Rents in prime central London are back to 2007 levels, after recording a rise driven by the family housing market during the second quarter of 2014, according to lettings index by a leading property consultancy.
According to Savills Prime Locations Lettings Index, rents are up on average 1.4 per cent in the second quarter of this year, compared to 0.6 per cent in 213, outperforming underlying house price growth for the first time since September 2010.
Depending on location, growth has been driven by the family housing market, rising corporate relocation budgets and ongoing demand from singles and sharers in markets such as the east of City hot spots of Wapping and Canary Wharf, which have outperformed all prime London locations, rising 3.1 per cent year to date.
Rents in core prime central London locations have grown by 1.8 per cent over the past quarter and by 2.9 per cent year to date, following -1.9 per cent falls in 2013. The return of the family market saw rents for central London houses rising by 3.4 per cent in the second quarter, with international occupiers now accounting for three-quarters of all tenants.
Yields in these core central locations such as Mayfair, Kensington and Chelsea, currently average 2.9 per cent, with investors most motivated by capital value growth and a secure store of wealth. Yields vary and are highest for properties worth less than £2 million, though rarely exceed 4 per cent.
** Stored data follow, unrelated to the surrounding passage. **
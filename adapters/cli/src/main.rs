#![deny(
    unsafe_code,
    missing_docs,
    dead_code,
    unused_results,
    non_snake_case,
    unreachable_pub
)]

//! Command-line adapter that plays Waypoint Defence scenarios headlessly.

mod scenario;
mod session;

use std::path::PathBuf;

use anyhow::{Context, Result};
use clap::Parser;
use tracing_subscriber::EnvFilter;

use crate::{
    scenario::{parse_scenario, Scenario},
    session::Summary,
};

const DEFAULT_SCENARIO: &str = include_str!("../scenarios/gauntlet.toml");

#[derive(Debug, Parser)]
#[command(name = "waypoint-defence")]
#[command(about = "Run a Waypoint Defence scenario without a renderer")]
struct Args {
    /// Scenario file to play; the bundled gauntlet is used when omitted
    #[arg(long)]
    scenario: Option<PathBuf>,
    /// Overrides the scenario seed
    #[arg(long)]
    seed: Option<u64>,
    /// Overrides the number of waves required for victory
    #[arg(long)]
    waves: Option<u32>,
    /// Upper bound on simulated frames at 60 Hz
    #[arg(long, default_value_t = 60 * 60 * 60)]
    max_ticks: u64,
    /// Print the summary as JSON
    #[arg(long)]
    json: bool,
}

/// Entry point for the Waypoint Defence command-line interface.
fn main() -> Result<()> {
    let filter = EnvFilter::try_from_default_env().unwrap_or_else(|_| EnvFilter::new("info"));
    tracing_subscriber::fmt()
        .with_env_filter(filter)
        .with_writer(std::io::stderr)
        .init();

    let args = Args::parse();
    let mut scenario = match &args.scenario {
        Some(path) => Scenario::from_path(path)?,
        None => parse_scenario(DEFAULT_SCENARIO).context("bundled scenario is invalid")?,
    };
    if let Some(seed) = args.seed {
        scenario.simulation.seed = seed;
    }
    if let Some(waves) = args.waves {
        scenario.simulation.max_waves = waves;
    }

    let summary = session::run(&scenario, args.max_ticks)?;
    if args.json {
        println!("{}", serde_json::to_string_pretty(&summary)?);
    } else {
        print_summary(&summary);
    }
    Ok(())
}

fn print_summary(summary: &Summary) {
    let economy = &summary.economy;
    let tally = &summary.tally;
    println!("=== WAYPOINT DEFENCE ===");
    println!("  Seed:      0x{:x}", summary.seed);
    println!("  Outcome:   {:?}", summary.outcome);
    println!(
        "  Frames:    {} ({:.1}s simulated)",
        summary.ticks, summary.simulated_secs
    );
    println!("  Wave:      {}", summary.wave.current_wave_index);
    println!("  Gold:      {}", economy.gold());
    println!("  Lives:     {}", economy.lives());
    println!("  Score:     {}", economy.score());
    println!(
        "  Towers:    {} built, {} rejected, {} upgrades ({} rejected)",
        tally.towers_placed, tally.towers_rejected, tally.upgrades, tally.upgrades_rejected
    );
    println!(
        "  Enemies:   {} spawned, {} defeated, {} leaked",
        tally.enemies_spawned, tally.enemies_defeated, tally.enemies_leaked
    );
    println!("  Shots:     {}", tally.projectiles_fired);
}
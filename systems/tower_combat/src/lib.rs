#![deny(
    unsafe_code,
    missing_docs,
    dead_code,
    unused_results,
    non_snake_case,
    unreachable_pub
)]

//! Pure system that emits projectile firing commands from targeting data.

use std::time::Duration;

use rand::{Rng, SeedableRng};
use rand_chacha::ChaCha8Rng;
use waypoint_defence_core::{Command, GameStatus, TowerTarget, TowerView};

/// Tower combat system that queues firing commands for ready towers.
///
/// Critical hits are rolled from a seeded stream owned by the system, so two
/// systems created with the same seed and fed the same inputs emit identical
/// commands.
#[derive(Debug)]
pub struct TowerCombat {
    rng: ChaCha8Rng,
    scratch: Vec<Command>,
}

impl TowerCombat {
    /// Creates a new tower combat system rolling critical hits from `seed`.
    #[must_use]
    pub fn new(seed: u64) -> Self {
        Self {
            rng: ChaCha8Rng::seed_from_u64(seed),
            scratch: Vec::new(),
        }
    }

    /// Emits `Command::FireProjectile` entries for towers ready to fire at `now`.
    ///
    /// Towers whose profile carries a critical-hit chance consume one roll
    /// per emitted command; other towers never touch the random stream.
    pub fn handle(
        &mut self,
        status: GameStatus,
        now: Duration,
        towers: &TowerView,
        tower_targets: &[TowerTarget],
        out: &mut Vec<Command>,
    ) {
        if status != GameStatus::Playing {
            return;
        }

        if tower_targets.is_empty() || towers.is_empty() {
            return;
        }

        self.scratch.clear();

        for target in tower_targets {
            if target.targets.is_empty() {
                continue;
            }
            let Some(snapshot) = towers.get(target.tower) else {
                continue;
            };
            if !snapshot.ready_at(now) {
                continue;
            }

            let critical = match snapshot.profile.critical {
                Some(critical) => self.rng.gen::<f32>() < critical.chance,
                None => false,
            };
            self.scratch.push(Command::FireProjectile {
                tower: target.tower,
                targets: target.targets.clone(),
                critical,
            });
        }

        if self.scratch.is_empty() {
            return;
        }

        out.reserve(self.scratch.len());
        out.append(&mut self.scratch);
    }
}

#[cfg(test)]
mod tests {
    use super::*;
    use waypoint_defence_core::{
        Bounds, EntityId, TileCoord, TowerKind, TowerSnapshot, UpgradeLevel, UpgradePath, Vec2,
    };

    #[test]
    fn preparing_status_is_silent() {
        let mut system = TowerCombat::new(7);
        let towers = TowerView::from_snapshots(vec![snapshot(1, TowerKind::Archer, None)]);
        let targets = vec![target(1, &[7])];
        let mut out = Vec::new();

        system.handle(GameStatus::Preparing, Duration::ZERO, &towers, &targets, &mut out);

        assert!(out.is_empty());
    }

    #[test]
    fn firing_respects_cooldown_readiness() {
        let mut system = TowerCombat::new(7);
        let towers = TowerView::from_snapshots(vec![
            snapshot(2, TowerKind::Archer, None),
            snapshot(5, TowerKind::Cannon, Some(Duration::from_millis(500))),
            snapshot(8, TowerKind::Cannon, Some(Duration::ZERO)),
        ]);
        let targets = vec![target(2, &[4]), target(5, &[1]), target(8, &[3]), target(42, &[3])];
        let mut out = Vec::new();

        system.handle(
            GameStatus::Playing,
            Duration::from_secs(2),
            &towers,
            &targets,
            &mut out,
        );

        assert_eq!(
            out,
            vec![
                Command::FireProjectile {
                    tower: EntityId::new(2),
                    targets: vec![EntityId::new(4)],
                    critical: false,
                },
                Command::FireProjectile {
                    tower: EntityId::new(8),
                    targets: vec![EntityId::new(3)],
                    critical: false,
                },
            ],
        );
    }

    #[test]
    fn critical_rolls_replay_for_equal_seeds() {
        let rolls = |seed: u64| {
            let mut system = TowerCombat::new(seed);
            let towers = TowerView::from_snapshots(vec![snapshot(1, TowerKind::Sniper, None)]);
            let targets = vec![target(1, &[9])];
            (0..256)
                .map(|_| {
                    let mut out = Vec::new();
                    system.handle(GameStatus::Playing, Duration::ZERO, &towers, &targets, &mut out);
                    matches!(out.as_slice(), [Command::FireProjectile { critical: true, .. }])
                })
                .collect::<Vec<_>>()
        };

        let first = rolls(11);
        assert_eq!(first, rolls(11));
        assert!(first.iter().any(|critical| *critical), "10% over 256 rolls");
        assert!(first.iter().any(|critical| !*critical));
    }

    #[test]
    fn towers_without_critical_chance_never_crit() {
        let mut system = TowerCombat::new(3);
        let level = UpgradeLevel::MAX;
        let mut archer = snapshot(1, TowerKind::Archer, None);
        archer.profile = TowerKind::Archer.profile(level, Some(UpgradePath::First));
        let towers = TowerView::from_snapshots(vec![archer]);
        let targets = vec![target(1, &[2, 3, 2, 3])];

        for _ in 0..32 {
            let mut out = Vec::new();
            system.handle(GameStatus::Playing, Duration::ZERO, &towers, &targets, &mut out);
            assert!(matches!(
                out.as_slice(),
                [Command::FireProjectile { critical: false, targets, .. }] if targets.len() == 4
            ));
        }
    }

    fn snapshot(tower: u32, kind: TowerKind, last_attack: Option<Duration>) -> TowerSnapshot {
        TowerSnapshot {
            id: EntityId::new(tower),
            kind,
            tile: TileCoord::new(1, 1),
            bounds: Bounds::centered_at(Vec2::new(60.0, 60.0), kind.footprint()),
            level: UpgradeLevel::ZERO,
            path: None,
            profile: kind.profile(UpgradeLevel::ZERO, None),
            last_attack,
        }
    }

    fn target(tower: u32, enemies: &[u32]) -> TowerTarget {
        TowerTarget {
            tower: EntityId::new(tower),
            targets: enemies.iter().copied().map(EntityId::new).collect(),
        }
    }
}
In contrast, income return is much more of a consideration for investors in the lower value Canary Wharf and Wapping markets which have more in common with the UK mainstream market, delivering an average gross yield of 4.3 per cent for a typical two-bed property worth around £700,000, rising to 5.1 per cent for a one bed. Investor and owner-occupier demand has pushed east of City capital values up by 10.1 per cent in the year to date, compared to just 2.5 per cent for prime central London.